Wenn Trendforscher nicht wissen, was die Zukunft bringt – was wird dann aus den Trends?

Es ist ideal wenn es jemanden gibt, der Ihnen sagen kann, welche Trends es geben wird, was in der Gesellschaft vor sich geht und wie Sie darauf reagieren können – als Person und als Unternehmen. Aber was passiert, wenn selbst Trendanalysten nicht wissen, was die Zukunft bringt? "Kein Trendforscher weiß, was kommt. Es kann sein, dass alles wieder so ist, wie es einmal war, oder morgen ein neues System eingeführt, das alles auf den Kopf stellt", sagt Trendanalystin Christine Boland während einer Appletizer-Veranstaltung im Oktober. Es ist eine bemerkenswerte Aussage, aber glücklicherweise stellt sich ein paar Minuten später heraus, dass es noch etwas gibt, woran man sich festhalten kann.

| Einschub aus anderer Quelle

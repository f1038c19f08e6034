// SPDX-License-Identifier: BUSL-1.1
// Copyright (c) 2026 Alfred Jean LLC

//! Error taxonomy surfaced at the supervisor boundary

use thiserror::Error;

/// Errors surfaced to callers of the agent manager and message bus.
///
/// Local recoveries (malformed stdout lines, transient disk errors,
/// misbehaving listeners) are logged and swallowed inside the engine and
/// never reach this type.
#[derive(Debug, Error)]
pub enum SupervisorError {
    #[error("validation error: {0}")]
    Validation(String),
    #[error("capacity exceeded: {0}")]
    Capacity(String),
    #[error("conflict: {0}")]
    Conflict(String),
    #[error("not found: {0}")]
    NotFound(String),
    #[error("kill switch is active")]
    KillSwitchActive,
    #[error("overloaded: {0}")]
    Overloaded(String),
    #[error("spawn failed: {0}")]
    Spawn(String),
    #[error("misconfigured: {0}")]
    Misconfigured(String),
    #[error("io error: {0}")]
    Io(#[from] std::io::Error),
}
// SPDX-License-Identifier: BUSL-1.1
// Copyright (c) 2026 Alfred Jean LLC

//! Clock abstraction for testable time handling

use chrono::{DateTime, TimeZone, Utc};
use parking_lot::Mutex;
use std::sync::Arc;
use std::time::{Duration, SystemTime, UNIX_EPOCH};

/// A clock that provides the current time
pub trait Clock: Clone + Send + Sync {
    fn epoch_ms(&self) -> u64;

    /// Current wall-clock time as UTC (derived from `epoch_ms`).
    fn now_utc(&self) -> DateTime<Utc> {
        let ms = self.epoch_ms();
        Utc.timestamp_millis_opt(ms as i64)
            .single()
            .unwrap_or_default()
    }
}

/// Real system clock
#[derive(Clone, Default)]
pub struct SystemClock;

impl Clock for SystemClock {
    fn epoch_ms(&self) -> u64 {
        SystemTime::now()
            .duration_since(UNIX_EPOCH)
            .unwrap_or_default()
            .as_millis() as u64
    }
}

/// Fake clock for testing with controllable time
#[derive(Clone)]
pub struct FakeClock {
    epoch_ms: Arc<Mutex<u64>>,
}

impl FakeClock {
    pub fn new() -> Self {
        Self {
            epoch_ms: Arc::new(Mutex::new(1_000_000)),
        }
    }

    /// Advance the clock by the given duration
    pub fn advance(&self, duration: Duration) {
        *self.epoch_ms.lock() += duration.as_millis() as u64;
    }

    /// Set the epoch milliseconds value
    pub fn set_epoch_ms(&self, ms: u64) {
        *self.epoch_ms.lock() = ms;
    }
}

impl Default for FakeClock {
    fn default() -> Self {
        Self::new()
    }
}

impl Clock for FakeClock {
    fn epoch_ms(&self) -> u64 {
        *self.epoch_ms.lock()
    }
}

#[cfg(test)]
#[path = "clock_tests.rs"]
mod tests;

Die Präsentation von Boland heißt "Mensch sein" - denn in einer digitalisierten Welt werden menschliche Eigenschaften immer wichtiger. Was können Menschen bieten, was können sie und was können Maschinen und Technologien nicht? Nicht umsonst ist es daher sinnvoll, dass eine Marke genau auf diese menschlichen Bedürfnisse eingeht - und das macht uns zu Menschen. Was ist noch typisch menschlich? Boland kann eine ganze Reihe von Dingen aufzählen. Menschen können fantasieren, träumen, sich auf Traditionen, Philosophie und Geschichte berufen, sind unberechenbar, verfügen über Kreativität und können Gedichte schreiben. Und nicht unwichtig: Der Mensch hat Sinne. Modeunternehmen können viele dieser menschlichen Eigenschaften nutzen und aufgreifen.

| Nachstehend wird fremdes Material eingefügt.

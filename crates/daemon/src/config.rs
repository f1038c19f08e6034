// SPDX-License-Identifier: BUSL-1.1
// Copyright (c) 2026 Alfred Jean LLC

//! Environment-driven daemon configuration.
//!
//! Everything is a `WARDEN_*` variable; only the signing secret is
//! required. The state root defaults to `/tmp/warden` when no persistent
//! root is configured.

use std::path::PathBuf;
use std::time::Duration;
use thiserror::Error;
use warden_engine::{ManagerConfig, SupervisorConfig};

#[derive(Debug, Error)]
pub enum ConfigError {
    #[error("WARDEN_JWT_SECRET must be set")]
    MissingSecret,
    #[error("invalid value for {0}: {1}")]
    InvalidValue(&'static str, String),
}

/// Resolved daemon configuration.
#[derive(Debug, Clone)]
pub struct Config {
    pub supervisor: SupervisorConfig,
    pub log_path: PathBuf,
    pub lock_path: PathBuf,
}

fn parse<T: std::str::FromStr>(
    get: &impl Fn(&str) -> Option<String>,
    key: &'static str,
) -> Result<Option<T>, ConfigError> {
    match get(key) {
        None => Ok(None),
        Some(raw) => raw
            .parse()
            .map(Some)
            .map_err(|_| ConfigError::InvalidValue(key, raw)),
    }
}

impl Config {
    /// Load from the process environment.
    pub fn load() -> Result<Self, ConfigError> {
        Self::from_env(&|key| std::env::var(key).ok())
    }

    /// Load through an environment accessor (injectable for tests).
    pub fn from_env(get: &impl Fn(&str) -> Option<String>) -> Result<Self, ConfigError> {
        let signing_secret = get("WARDEN_JWT_SECRET").filter(|s| !s.is_empty());
        if signing_secret.is_none() {
            return Err(ConfigError::MissingSecret);
        }

        let state_root = get("WARDEN_STATE_ROOT")
            .map(PathBuf::from)
            .unwrap_or_else(|| PathBuf::from("/tmp/warden"));
        let context_dir = get("WARDEN_CONTEXT_DIR")
            .map(PathBuf::from)
            .unwrap_or_else(|| state_root.join("context"));

        let mut manager = ManagerConfig::default();
        if let Some(cli_bin) = get("WARDEN_AGENT_CLI") {
            manager.cli_bin = cli_bin;
        }
        if let Some(root) = get("WARDEN_WORKSPACE_ROOT") {
            manager.workspace_root = PathBuf::from(root);
        }
        if let Some(max_agents) = parse(get, "WARDEN_MAX_AGENTS")? {
            manager.max_agents = max_agents;
        }
        if let Some(max_children) = parse(get, "WARDEN_MAX_CHILDREN")? {
            manager.max_children_per_agent = max_children;
        }
        if let Some(max_depth) = parse(get, "WARDEN_MAX_DEPTH")? {
            manager.max_depth = max_depth;
        }
        if let Some(ttl_hours) = parse::<u64>(get, "WARDEN_SESSION_TTL_HOURS")? {
            manager.session_ttl = Duration::from_secs(ttl_hours * 60 * 60);
        }

        let settle_delay = parse::<u64>(get, "WARDEN_SETTLE_MS")?
            .map(Duration::from_millis)
            .unwrap_or(Duration::from_millis(300));

        Ok(Self {
            log_path: state_root.join("daemon.log"),
            lock_path: state_root.join("daemon.lock"),
            supervisor: SupervisorConfig {
                signing_secret,
                api_key: get("WARDEN_API_KEY").filter(|s| !s.is_empty()),
                context_dir,
                state_root,
                settle_delay,
                manager,
            },
        })
    }
}

#[cfg(test)]
#[path = "config_tests.rs"]
mod tests;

Die Welt war noch nie so paradox, so das Urteil der Trendanalystin. Die Zeiten sind unruhig, aber sie bieten auch viele Möglichkeiten. Deshalb geschehen bei den Verbrauchern verschiedene Dinge, und deshalb gibt es unterschiedliche Bedürfnisse - alles im Zusammenhang mit äußerst menschlichen Bedürfnissen. "Die Verbraucher haben das Gefühl, dass sie die Welt nicht mehr im Griff haben, weil für sie bereits alles festgelegt zu sein scheint. Sie sind in einer Blase gefangen und Geld scheint das höchste Gut zu sein. Sie machen sich Sorgen um die Welt und haben neben allem auch nicht genug Zeit. Alles ist hocheffizient und die Zeit, die sie mit dieser Effizienz gewinnen, verbringen sie damit, einen anderen Prozess zu verbessern", sagt Boland. Der Mensch sucht etwas, an dem er sich festhalten kann, Zeit für sich selbst und etwas, worüber sie staunen können – denn es gibt nur wenige Überraschungen im Leben. Daraus sind die drei "Prinzipien des Fortschritts" entstanden, wie Christine Boland gerne die Verbrauchertrends nennt, die die Präsentation für Herbst Winter 2020/21 bestimmen.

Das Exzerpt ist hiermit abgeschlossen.